#### Problem:
Write out again, exactly as they stand, the line that includes "fn init_logging(verbose: bool)" and all remaining lines of the entries.

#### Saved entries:
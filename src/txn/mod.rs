//! Ambient transactions and the two-phase-commit participant contract.
//!
//! The engine never owns a transaction. It enlists an [`Enlistment`] into
//! whatever [`TransactionContext`] is ambient on the calling thread, and the
//! coordinator behind that context later drives the enlistment through
//! [`Participant::prepare`] and then exactly one of
//! [`Participant::commit`], [`Participant::rollback`] or
//! [`Participant::in_doubt`], possibly from another thread.
//!
//! [`coordinator`] provides an in-process coordinator for callers that do
//! not bring their own.

pub mod ambient;
pub mod coordinator;
pub mod enlistment;
pub(crate) mod registry;

pub use ambient::{AmbientGuard, current, enter};
pub use coordinator::{Transaction, TransactionScope, TransactionStatus};
pub use enlistment::Enlistment;

use crate::error::Result;

use std::fmt;
use std::sync::Arc;
use uuid::Uuid;

/// Opaque identity of one ambient transaction.
#[derive(Debug, Clone, Copy, PartialEq, Eq, Hash)]
pub struct TransactionId(Uuid);

impl TransactionId {
    pub fn new() -> Self {
        Self(Uuid::new_v4())
    }
}

impl Default for TransactionId {
    fn default() -> Self {
        Self::new()
    }
}

impl fmt::Display for TransactionId {
    fn fmt(&self, f: &mut fmt::Formatter<'_>) -> fmt::Result {
        write!(f, "{}", self.0.hyphenated())
    }
}

/// A participant's answer to the prepare phase.
#[derive(Debug, Clone, Copy, PartialEq, Eq)]
pub enum Vote {
    Prepared,
    ForceRollback,
}

/// Callbacks a coordinator invokes on an enlisted resource.
///
/// Implementations must tolerate being called from any thread.
pub trait Participant: Send + Sync {
    fn prepare(&self) -> Vote;

    fn commit(&self) -> Result<()>;

    fn rollback(&self) -> Result<()>;

    /// Outcome unknown; the engine treats this as rollback.
    fn in_doubt(&self) -> Result<()>;
}

/// The capability an ambient transaction exposes to resources.
pub trait TransactionContext: Send + Sync {
    fn id(&self) -> TransactionId;

    /// Registers `participant` for the completion callbacks. Volatile: the
    /// coordinator keeps no recovery log for it.
    fn enlist_volatile(&self, participant: Arc<dyn Participant>) -> Result<()>;
}
#![doc = include_str!("../README.md")]

pub mod cli;
pub mod command;
pub mod config;
pub mod error;
pub mod fs;
pub mod manager;
pub mod plan;
pub mod txn;

pub use config::Config;
pub use error::*;
pub use manager::{FileManager, is_enlisted};
pub use txn::{Transaction, TransactionContext, TransactionId, TransactionScope};

pub const VERSION: &str = env!("CARGO_PKG_VERSION");

pub fn run() -> Result<()> {
    use clap::Parser;
    use command::Command;

    let cli = cli::Cli::parse();
    init_logging(cli.verbose);

    match cli.command {
        Command::Apply(args) => command::apply::execute(args),
        Command::Sweep(args) => command::sweep::execute(args),
    }
}

fn init_logging(verbose: bool) {
    let default_level = if verbose { "debug" } else { "warn" };
    let _ = env_logger::Builder::from_env(env_logger::Env::default().default_filter_or(default_level))
        .format_timestamp(None)
        .try_init();
}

#### Completed exercise:
fn init_logging(verbose: bool) {
    let default_level = if verbose { "debug" } else { "warn" };
    let _ = env_logger::Builder::from_env(env_logger::Env::default().default_filter_or(default_level))
        .format_timestamp(None)
        .try_init();
}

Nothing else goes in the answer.